Lock-down learnings - 28 days of major change
Can you think back to Monday 9th March?
It seems like a different world now. I know I was going about my business as a sort of normal. Maybe 80-90% normal. I was more aware of possible infection and hand hygiene and I was beginning to get uncomfortable travelling on the bus. We were a week into this crisis and were still in the containment phase. Restrictions had yet to occur.
On Wednesday 11th March I had a meeting in Dublin City Centre with a client. This turned out to be my last face to face meeting. We sat together and talked, we reviewed documents on my laptop. The client used my keyboard, and I let him, without immediately dousing me and it in anti-bac. We were planning to meet again the following week.
This seems reckless and irresponsible behaviour and something we wouldn’t dream of now. It seems kind of incredible that that was the way business was ever conducted. Sitting next to one another in the same room? Crazy talk!
Leo then spoke to us from Washington the following day. My kids returned from school that day laden with schoolbooks to learn from home. Happy to be off school, but fully aware that the landscape had changed. My face to face meetings for that day and the next day were cancelled. My Monday meeting was moved to online. Most of my clients were on enforced work-from-home for 2 weeks. My husband was to be Run Director at the Parkrun on Saturday 14th March. That was cancelled. He worked from home on Friday 13th as a trial but went to work the following Monday. He’s been working from home since, making one corner of the kitchen table his workstation, while the rest of us work around him (not a criticism – he’s the one with the full-time job!)
So, we’ve settled into a new routine and begun to adjust to 4 of us being in the same house all the time. Husband in the kitchen, 12-year-old between living room and bedroom, 15-year-old mostly in bedroom and me drifting, depending on what I need to do. Habits have already taken hold. Technology is to the fore for work and leisure purposes. We get together over dinner (and sometimes lunch) and we binge a few Brooklyn 99’s in the evening.
Pet hates have also crept in and started to bug me. I’m sure the rest of the household have things that bug them too (I’m afraid to ask!). Hubby was working from the kitchen island originally, but this was more awkward for the rest of the family (power lead draped across a kitchen right-of -way!) and was not ergonomically good, so he adapted his area at the table (office chair, large monitor and proper keyboard). The house is constantly “crumby” from all the daytime eating which is usually avoided when people are at school and work, and it’s just me. We keep running out of coffee as we are making 2 (sometimes 3) cafetieres a day. Dishes are left in the sink as we don’t want to disturb our full-time worker. Constant use of cups, glasses and plates means the dishwasher needs loaded (and therefore unloaded) more often. When I (or hubby) have online meetings, we need to alert the rest of the family so that we don’t have a Professor Robert Kelly incident (remember him?!) The internet can be patchy, especially if gaming or streaming is taking place at the same time.
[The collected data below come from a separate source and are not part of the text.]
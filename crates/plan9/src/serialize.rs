//! Serialize/deserialize 9P messages into/from binary.
//!
//! Every decode step returns a `Result`; a malformed frame is reported as
//! [`Error::Protocol`] and never panics.

use crate::{error::Error, fcall::*, proto_err, res, utils::Result};
use byteorder::{ByteOrder, LittleEndian, ReadBytesExt, WriteBytesExt};
use num_traits::FromPrimitive;
use std::mem;
use std::ops::Shl;
use tokio_util::codec::LengthDelimitedCodec;

macro_rules! decode {
    ($decoder:expr) => {
        Decodable::decode(&mut $decoder)?
    };
}

fn short(_: std::io::Error) -> Error {
    proto_err!("short message")
}

fn read_exact(r: &mut &[u8], size: usize) -> Result<Vec<u8>> {
    if r.len() < size {
        return res!(proto_err!("short message: want {} bytes, have {}", size, r.len()));
    }
    let (head, tail) = r.split_at(size);
    *r = tail;
    Ok(head.to_vec())
}

/// A serializing specific result to overload operators on `Result`
///
/// # Overloaded operators
/// <<, ?
pub struct SResult<T>(Result<T>);

/// A wrapper class of WriteBytesExt to provide operator overloads
/// for serializing
///
/// Operator '<<' serializes the right hand side argument into
/// the left hand side encoder
#[derive(Clone, Debug)]
pub struct Encoder<W> {
    writer: W,
    bytes: usize,
}

impl<W: WriteBytesExt> Encoder<W> {
    pub fn new(writer: W) -> Encoder<W> {
        Encoder { writer, bytes: 0 }
    }

    /// Return total bytes written
    pub fn bytes_written(&self) -> usize {
        self.bytes
    }

    /// Encode data, equivalent to: encoder << data
    pub fn encode<T: Encodable + ?Sized>(&mut self, data: &T) -> Result<usize> {
        let bytes = data.encode(&mut self.writer)?;
        self.bytes += bytes;
        Ok(bytes)
    }

    /// Get inner writer
    pub fn into_inner(self) -> W {
        self.writer
    }
}

impl<'a, T: Encodable, W: WriteBytesExt> Shl<&'a T> for Encoder<W> {
    type Output = SResult<Encoder<W>>;
    fn shl(mut self, rhs: &'a T) -> Self::Output {
        match self.encode(rhs) {
            Ok(_) => SResult(Ok(self)),
            Err(e) => SResult(Err(e)),
        }
    }
}

impl<'a, T: Encodable, W: WriteBytesExt> Shl<&'a T> for SResult<Encoder<W>> {
    type Output = Self;
    fn shl(self, rhs: &'a T) -> Self::Output {
        match self.0 {
            Ok(mut encoder) => match encoder.encode(rhs) {
                Ok(_) => SResult(Ok(encoder)),
                Err(e) => SResult(Err(e)),
            },
            Err(e) => SResult(Err(e)),
        }
    }
}

impl<W: WriteBytesExt> SResult<Encoder<W>> {
    fn written(self) -> Result<usize> {
        self.0.map(|enc| enc.bytes_written())
    }
}

/// Trait representing a type which can be serialized into binary
pub trait Encodable {
    /// Encode self to w and returns the number of bytes encoded
    fn encode<W: WriteBytesExt>(&self, w: &mut W) -> Result<usize>;
}

impl Encodable for u8 {
    fn encode<W: WriteBytesExt>(&self, w: &mut W) -> Result<usize> {
        w.write_u8(*self)?;
        Ok(mem::size_of::<Self>())
    }
}

impl Encodable for u16 {
    fn encode<W: WriteBytesExt>(&self, w: &mut W) -> Result<usize> {
        w.write_u16::<LittleEndian>(*self)?;
        Ok(mem::size_of::<Self>())
    }
}

impl Encodable for u32 {
    fn encode<W: WriteBytesExt>(&self, w: &mut W) -> Result<usize> {
        w.write_u32::<LittleEndian>(*self)?;
        Ok(mem::size_of::<Self>())
    }
}

impl Encodable for u64 {
    fn encode<W: WriteBytesExt>(&self, w: &mut W) -> Result<usize> {
        w.write_u64::<LittleEndian>(*self)?;
        Ok(mem::size_of::<Self>())
    }
}

impl Encodable for str {
    fn encode<W: WriteBytesExt>(&self, w: &mut W) -> Result<usize> {
        let len = u16::try_from(self.len()).map_err(|_| proto_err!("string too long"))?;
        if self.contains('\0') {
            return res!(proto_err!("NUL in string"));
        }
        let mut bytes = len.encode(w)?;
        w.write_all(self.as_bytes())?;
        bytes += self.len();
        Ok(bytes)
    }
}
I’m constantly moving my laptop from one place to another.
But, all of this is inconsequential. It doesn’t matter in the grand scheme of things. It’s fine. It’s manageable. We are OK. We are safe and healthy so far and we are doing our bit by staying in and observing the regulations.
Sure, anyone of us can suffer from cabin fever at any stage, but we are not lonely. We have each other and we have contact with others, albeit remotely. We can WhatsApp video my parents up North and we’ve got the other Nanny hooked up to Google Hangouts. My WhatsApp groups are buzzing with chat, jokes and support (thanks girlfriends!) and I’ve had virtual coffee with pals. I can shout to my neighbours. My kids are in touch with their friends via various modes – Xbox, WhatsApp, Snapchat, TikTok and some of this is sparking creativity as well as maintaining friendships. There’s sports and other challenges going on.
Both of us can work, have our meetings and keep in contact with clients. I’m in touch with my coaching circles and my voluntary work too. Technology is allowing us to be innovative and to figure out solutions. Kids are continuing to learn remotely too and it’s giving them great independent learning skills.
I am grateful every day for my health and the health of my family, for the roof over my head, for food and sustenance, for light and heat, for connection and sociability, for technology, for the ability to and the availability of work, for the people who can’t work from home and who must go out to work (thank you), for a house that can take 4 of us being at home without being on top of each other, for the resilience of me, my family and others, for continuity and for this extra time we’ve been gifted just to be, to reflect and take stock and learn a new way of doing and being and living, and for the lessons that we will all take forward from this.
What’s your take?
What have you found out about yourself in the last month?
What worked well during lock-down?
What didn’t work so well during lock-down?
What behaviours/processes do you want to move forward with?
What do you want to leave behind from your previous way of being?
What would you tell your February self now?
What surprised you about yourself?
I’d love to hear your experiences and observations.